» Task details: Please return every line below that contains the string "width".

» Material supplied:
┄┄┄┄┄┄┄┄┄┄

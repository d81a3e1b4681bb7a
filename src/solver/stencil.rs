//! Finite-difference stencils for the spatial derivative dU/dx
//!
//! # Mathematical Background
//!
//! A stencil approximates the first derivative at node i by a linear
//! combination of neighbouring values:
//!
//! ```text
//!            1          max
//! dU/dx|ᵢ ≈ ─────────    Σ    cₖ · U[i + k]
//!           d · dx     k=min
//! ```
//!
//! where `(min, max)` is the index window, `cₖ` the integer coefficients and
//! `d` the divisor applied to dx.
//!
//! # Available Stencils
//!
//! | Name     | Window   | Coefficients              | d  | Order |
//! |----------|----------|---------------------------|----|-------|
//! | Forward  | (0, 1)   | -1 1                      | 1  | 1     |
//! | Backward | (-1, 0)  | -1 1                      | 1  | 1     |
//! | Upwind2  | (-2, 0)  | 1 -4 3                    | 2  | 2     |
//! | Upwind3  | (-2, 1)  | 1 -6 3 2                  | 6  | 3     |
//! | Upwind5  | (-3, 2)  | -2 15 -60 20 30 -3        | 60 | 5     |
//! | CD2      | (-1, 1)  | -1 0 1                    | 2  | 2     |
//! | CD4      | (-2, 2)  | 1 -8 0 8 -1               | 12 | 4     |
//! | CD6      | (-3, 3)  | -1 9 -45 0 45 -9 1        | 60 | 6     |
//!
//! The upwind family leans on upstream nodes and is meant for positive
//! speeds; the central family (CD) is symmetric and non-dissipative.
//!
//! # Edges
//!
//! The stencil is evaluated only where its whole window fits inside the grid,
//! i.e. for `i ∈ [-min, N - max)`. Every other entry of the result is left at
//! zero. This is not a boundary condition: the nodes near the edges simply
//! receive no transport.
//!
//! # Example
//!
//! ```rust
//! use transport_rs::grid::Grid;
//! use transport_rs::solver::stencil::{apply_stencil, SpaceScheme};
//!
//! let grid = Grid::new(0.0, 1.0, 11)?;
//! let u = grid.map_nodes(|x| 3.0 * x);
//!
//! let scheme: SpaceScheme = "CD4".parse()?;
//! let dudx = apply_stencil(&u, &grid, scheme.stencil());
//!
//! // Exact for a linear function away from the edges
//! assert!((dudx[5] - 3.0).abs() < 1e-12);
//! // Window does not fit at the first two nodes
//! assert_eq!(dudx[0], 0.0);
//! # Ok::<(), transport_rs::TransportError>(())
//! ```

use nalgebra::DVector;
use std::fmt;
use std::str::FromStr;

#[cfg(feature = "parallel")]
use rayon::prelude::*;

use crate::error::{Result, TransportError};
use crate::grid::Grid;

// =================================================================================================
// Stencil Descriptor
// =================================================================================================

/// Finite-difference stencil descriptor
///
/// `coefficients[j]` multiplies `U[i + min_offset + j]`.
#[derive(Debug, Clone, Copy, PartialEq)]
pub struct Stencil {
    /// Lowest relative index touched (≤ 0 for every registered stencil)
    pub min_offset: isize,

    /// Highest relative index touched
    pub max_offset: isize,

    /// Coefficients in ascending offset order
    pub coefficients: &'static [f64],

    /// Divisor `d` in `d · dx`
    pub dx_coefficient: f64,
}

impl Stencil {
    /// Number of nodes in the window
    pub fn width(&self) -> usize {
        (self.max_offset - self.min_offset + 1) as usize
    }

    /// Check that the coefficient list covers the window exactly
    pub fn validate(&self) -> Result<()> {
        if self.max_offset < self.min_offset {
            return Err(TransportError::InvalidConfiguration(format!(
                "stencil window ({}, {}) is inverted",
                self.min_offset, self.max_offset
            )));
        }
        if self.coefficients.len() != self.width() {
            return Err(TransportError::InvalidConfiguration(format!(
                "stencil window ({}, {}) needs {} coefficients, got {}",
                self.min_offset,
                self.max_offset,
                self.width(),
                self.coefficients.len()
            )));
        }
        if self.dx_coefficient == 0.0 || !self.dx_coefficient.is_finite() {
            return Err(TransportError::InvalidConfiguration(format!(
                "stencil divisor must be finite and non-zero, got {}",
                self.dx_coefficient
            )));
        }
        Ok(())
    }

    /// Range of node indices where the whole window fits in `points` nodes
    ///
    /// Empty when the grid is narrower than the window.
    pub fn valid_range(&self, points: usize) -> std::ops::Range<usize> {
        let start = (-self.min_offset).max(0) as usize;
        let end = points as isize - self.max_offset.max(0);
        let end = if end < start as isize { start } else { end as usize };
        start..end
    }
}

// =================================================================================================
// Registry
// =================================================================================================

const FORWARD: Stencil = Stencil {
    min_offset: 0,
    max_offset: 1,
    coefficients: &[-1.0, 1.0],
    dx_coefficient: 1.0,
};

const BACKWARD: Stencil = Stencil {
    min_offset: -1,
    max_offset: 0,
    coefficients: &[-1.0, 1.0],
    dx_coefficient: 1.0,
};

const UPWIND2: Stencil = Stencil {
    min_offset: -2,
    max_offset: 0,
    coefficients: &[1.0, -4.0, 3.0],
    dx_coefficient: 2.0,
};

const UPWIND3: Stencil = Stencil {
    min_offset: -2,
    max_offset: 1,
    coefficients: &[1.0, -6.0, 3.0, 2.0],
    dx_coefficient: 6.0,
};

const UPWIND5: Stencil = Stencil {
    min_offset: -3,
    max_offset: 2,
    coefficients: &[-2.0, 15.0, -60.0, 20.0, 30.0, -3.0],
    dx_coefficient: 60.0,
};

const CD2: Stencil = Stencil {
    min_offset: -1,
    max_offset: 1,
    coefficients: &[-1.0, 0.0, 1.0],
    dx_coefficient: 2.0,
};

const CD4: Stencil = Stencil {
    min_offset: -2,
    max_offset: 2,
    coefficients: &[1.0, -8.0, 0.0, 8.0, -1.0],
    dx_coefficient: 12.0,
};

const CD6: Stencil = Stencil {
    min_offset: -3,
    max_offset: 3,
    coefficients: &[-1.0, 9.0, -45.0, 0.0, 45.0, -9.0, 1.0],
    dx_coefficient: 60.0,
};

/// Named spatial discretisation schemes
///
/// Parsed from the same string keys used on the command line and in
/// configurations (`"Forward"`, `"Upwind3"`, `"CD6"`, ...). Unknown names are
/// rejected with `InvalidConfiguration`.
#[derive(Debug, Clone, Copy, PartialEq, Eq, Hash)]
pub enum SpaceScheme {
    Forward,
    Backward,
    Upwind2,
    Upwind3,
    Upwind5,
    CD2,
    CD4,
    CD6,
}

impl SpaceScheme {
    /// Every registered scheme, lowest order first within each family
    pub const ALL: [SpaceScheme; 8] = [
        SpaceScheme::Forward,
        SpaceScheme::Backward,
        SpaceScheme::Upwind2,
        SpaceScheme::Upwind3,
        SpaceScheme::Upwind5,
        SpaceScheme::CD2,
        SpaceScheme::CD4,
        SpaceScheme::CD6,
    ];

    /// Registry key
    pub fn name(&self) -> &'static str {
        match self {
            SpaceScheme::Forward => "Forward",
            SpaceScheme::Backward => "Backward",
            SpaceScheme::Upwind2 => "Upwind2",
            SpaceScheme::Upwind3 => "Upwind3",
            SpaceScheme::Upwind5 => "Upwind5",
            SpaceScheme::CD2 => "CD2",
            SpaceScheme::CD4 => "CD4",
            SpaceScheme::CD6 => "CD6",
        }
    }

    /// Coefficient table for this scheme
    pub fn stencil(&self) -> &'static Stencil {
        match self {
            SpaceScheme::Forward => &FORWARD,
            SpaceScheme::Backward => &BACKWARD,
            SpaceScheme::Upwind2 => &UPWIND2,
            SpaceScheme::Upwind3 => &UPWIND3,
            SpaceScheme::Upwind5 => &UPWIND5,
            SpaceScheme::CD2 => &CD2,
            SpaceScheme::CD4 => &CD4,
            SpaceScheme::CD6 => &CD6,
        }
    }

    /// Nominal order of accuracy
    pub fn order(&self) -> usize {
        match self {
            SpaceScheme::Forward | SpaceScheme::Backward => 1,
            SpaceScheme::Upwind2 | SpaceScheme::CD2 => 2,
            SpaceScheme::Upwind3 => 3,
            SpaceScheme::CD4 => 4,
            SpaceScheme::Upwind5 => 5,
            SpaceScheme::CD6 => 6,
        }
    }

    /// Look a scheme up by registry key
    pub fn from_name(name: &str) -> Result<Self> {
        Self::ALL
            .iter()
            .copied()
            .find(|scheme| scheme.name() == name)
            .ok_or_else(|| {
                let known: Vec<&str> = Self::ALL.iter().map(|s| s.name()).collect();
                TransportError::unknown_scheme("space derivative scheme", name, &known)
            })
    }

    /// Apply this scheme to `u`
    pub fn apply(&self, u: &DVector<f64>, grid: &Grid) -> DVector<f64> {
        apply_stencil(u, grid, self.stencil())
    }
}

impl FromStr for SpaceScheme {
    type Err = TransportError;

    fn from_str(s: &str) -> Result<Self> {
        Self::from_name(s)
    }
}

impl fmt::Display for SpaceScheme {
    fn fmt(&self, f: &mut fmt::Formatter<'_>) -> fmt::Result {
        f.write_str(self.name())
    }
}

// =================================================================================================
// Evaluation
// =================================================================================================

/// Approximate dU/dx with `stencil` on `grid`
///
/// Returns a vector of the same length as `u`. Nodes where the window does
/// not fit are left at zero.
///
/// With the `parallel` feature, grids above
/// [`parallel_threshold()`](crate::solver::parallel_threshold) nodes are
/// evaluated with rayon. Each node is accumulated in the same order either
/// way, so both paths give identical bits.
pub fn apply_stencil(u: &DVector<f64>, grid: &Grid, stencil: &Stencil) -> DVector<f64> {
    let n = u.len();
    let mut dudx = DVector::zeros(n);
    let range = stencil.valid_range(n);
    if range.is_empty() {
        return dudx;
    }

    let values = u.as_slice();
    let divisor = stencil.dx_coefficient * grid.dx();

    let node = |i: usize| -> f64 {
        let first = (i as isize + stencil.min_offset) as usize;
        let mut acc = 0.0;
        for (j, coefficient) in stencil.coefficients.iter().enumerate() {
            acc += coefficient * values[first + j];
        }
        acc / divisor
    };

    let start = range.start;
    let slots = &mut dudx.as_mut_slice()[range];

    #[cfg(feature = "parallel")]
    {
        if n > crate::solver::parallel_threshold() {
            slots
                .par_iter_mut()
                .enumerate()
                .for_each(|(offset, slot)| *slot = node(start + offset));
            return dudx;
        }
    }

    slots
        .iter_mut()
        .enumerate()
        .for_each(|(offset, slot)| *slot = node(start + offset));

    dudx
}

// =================================================================================================
// Tests
// =================================================================================================

#[cfg(test)]
mod tests {
    use super::*;

    fn max_interior_error(scheme: SpaceScheme, points: usize) -> f64 {
        let grid = Grid::new(0.0, 1.0, points).unwrap();
        let two_pi = 2.0 * std::f64::consts::PI;
        let u = grid.map_nodes(|x| (two_pi * x).sin());
        let exact = grid.map_nodes(|x| two_pi * (two_pi * x).cos());
        let dudx = scheme.apply(&u, &grid);

        // Skip three nodes on each side: the widest window is (-3, 3)
        (3..points - 3)
            .map(|i| (dudx[i] - exact[i]).abs())
            .fold(0.0, f64::max)
    }

    // ====== Registry tests ======

    #[test]
    fn test_registry_tables_are_consistent() {
        for scheme in SpaceScheme::ALL {
            let stencil = scheme.stencil();
            assert!(stencil.validate().is_ok(), "{} is malformed", scheme);

            // Coefficients of a derivative stencil sum to zero
            let sum: f64 = stencil.coefficients.iter().sum();
            assert_eq!(sum, 0.0, "{} does not annihilate constants", scheme);
        }
    }

    #[test]
    fn test_lookup_by_name() {
        for scheme in SpaceScheme::ALL {
            assert_eq!(SpaceScheme::from_name(scheme.name()).unwrap(), scheme);
            assert_eq!(scheme.to_string().parse::<SpaceScheme>().unwrap(), scheme);
        }
    }

    #[test]
    fn test_unknown_name_is_invalid_configuration() {
        let result = "CD8".parse::<SpaceScheme>();
        assert!(matches!(
            result,
            Err(TransportError::InvalidConfiguration(_))
        ));

        // Keys are case-sensitive
        assert!(SpaceScheme::from_name("cd4").is_err());
        assert!(SpaceScheme::from_name("").is_err());
    }

    #[test]
    fn test_validate_rejects_wrong_coefficient_count() {
        let broken = Stencil {
            min_offset: -1,
            max_offset: 1,
            coefficients: &[-1.0, 1.0],
            dx_coefficient: 2.0,
        };
        assert!(broken.validate().is_err());
    }

    // ====== Evaluation tests ======

    #[test]
    fn test_valid_range() {
        assert_eq!(CD6.valid_range(10), 3..7);
        assert_eq!(FORWARD.valid_range(10), 0..9);
        assert_eq!(BACKWARD.valid_range(10), 1..10);
        assert_eq!(UPWIND5.valid_range(10), 3..8);
        // Window wider than the grid
        assert!(CD6.valid_range(5).is_empty());
    }

    #[test]
    fn test_edges_are_left_at_zero() {
        let grid = Grid::new(0.0, 1.0, 21).unwrap();
        let u = grid.map_nodes(|x| x * x + 1.0);

        let dudx = SpaceScheme::CD6.apply(&u, &grid);
        for i in [0, 1, 2, 18, 19, 20] {
            assert_eq!(dudx[i], 0.0);
        }

        let dudx = SpaceScheme::Forward.apply(&u, &grid);
        assert_eq!(dudx[20], 0.0);
        assert!(dudx[0] > 0.0);
    }

    #[test]
    fn test_too_small_grid_gives_zeros() {
        let grid = Grid::new(0.0, 1.0, 4).unwrap();
        let u = grid.map_nodes(|x| x);
        let dudx = SpaceScheme::CD6.apply(&u, &grid);

        assert_eq!(dudx.len(), 4);
        assert!(dudx.iter().all(|&v| v == 0.0));
    }

    #[test]
    fn test_forward_matches_hand_computation() {
        let grid = Grid::new(0.0, 1.0, 5).unwrap();
        let u = DVector::from_vec(vec![0.0, 1.0, 4.0, 9.0, 16.0]);
        let dudx = SpaceScheme::Forward.apply(&u, &grid);

        // (U[i+1] - U[i]) / 0.25
        assert_eq!(dudx.as_slice(), &[4.0, 12.0, 20.0, 28.0, 0.0]);
    }

    #[test]
    fn test_exact_on_linear_functions() {
        let grid = Grid::new(-1.0, 2.0, 31).unwrap();
        let u = grid.map_nodes(|x| 4.0 * x - 7.0);

        for scheme in SpaceScheme::ALL {
            let stencil = scheme.stencil();
            let dudx = scheme.apply(&u, &grid);
            for i in stencil.valid_range(grid.len()) {
                assert!(
                    (dudx[i] - 4.0).abs() < 1e-11,
                    "{} at node {}: {}",
                    scheme,
                    i,
                    dudx[i]
                );
            }
        }
    }

    #[test]
    fn test_declared_order_of_accuracy() {
        for scheme in SpaceScheme::ALL {
            let coarse = max_interior_error(scheme, 41);
            let fine = max_interior_error(scheme, 81);
            let observed = (coarse / fine).log2();
            let expected = scheme.order() as f64;

            assert!(
                (observed - expected).abs() < 0.3,
                "{}: observed order {:.3}, expected {}",
                scheme,
                observed,
                expected
            );
        }
    }

    #[test]
    fn test_input_is_not_modified() {
        let grid = Grid::new(0.0, 1.0, 11).unwrap();
        let u = grid.map_nodes(|x| x.exp());
        let before = u.clone();

        let _ = SpaceScheme::Upwind3.apply(&u, &grid);
        assert_eq!(u, before);
    }
}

┄┄┄┄┄┄┄┄┄┄

» Result of the exercise:
    pub fn width(&self) -> usize {
        if self.coefficients.len() != self.width() {
                self.width(),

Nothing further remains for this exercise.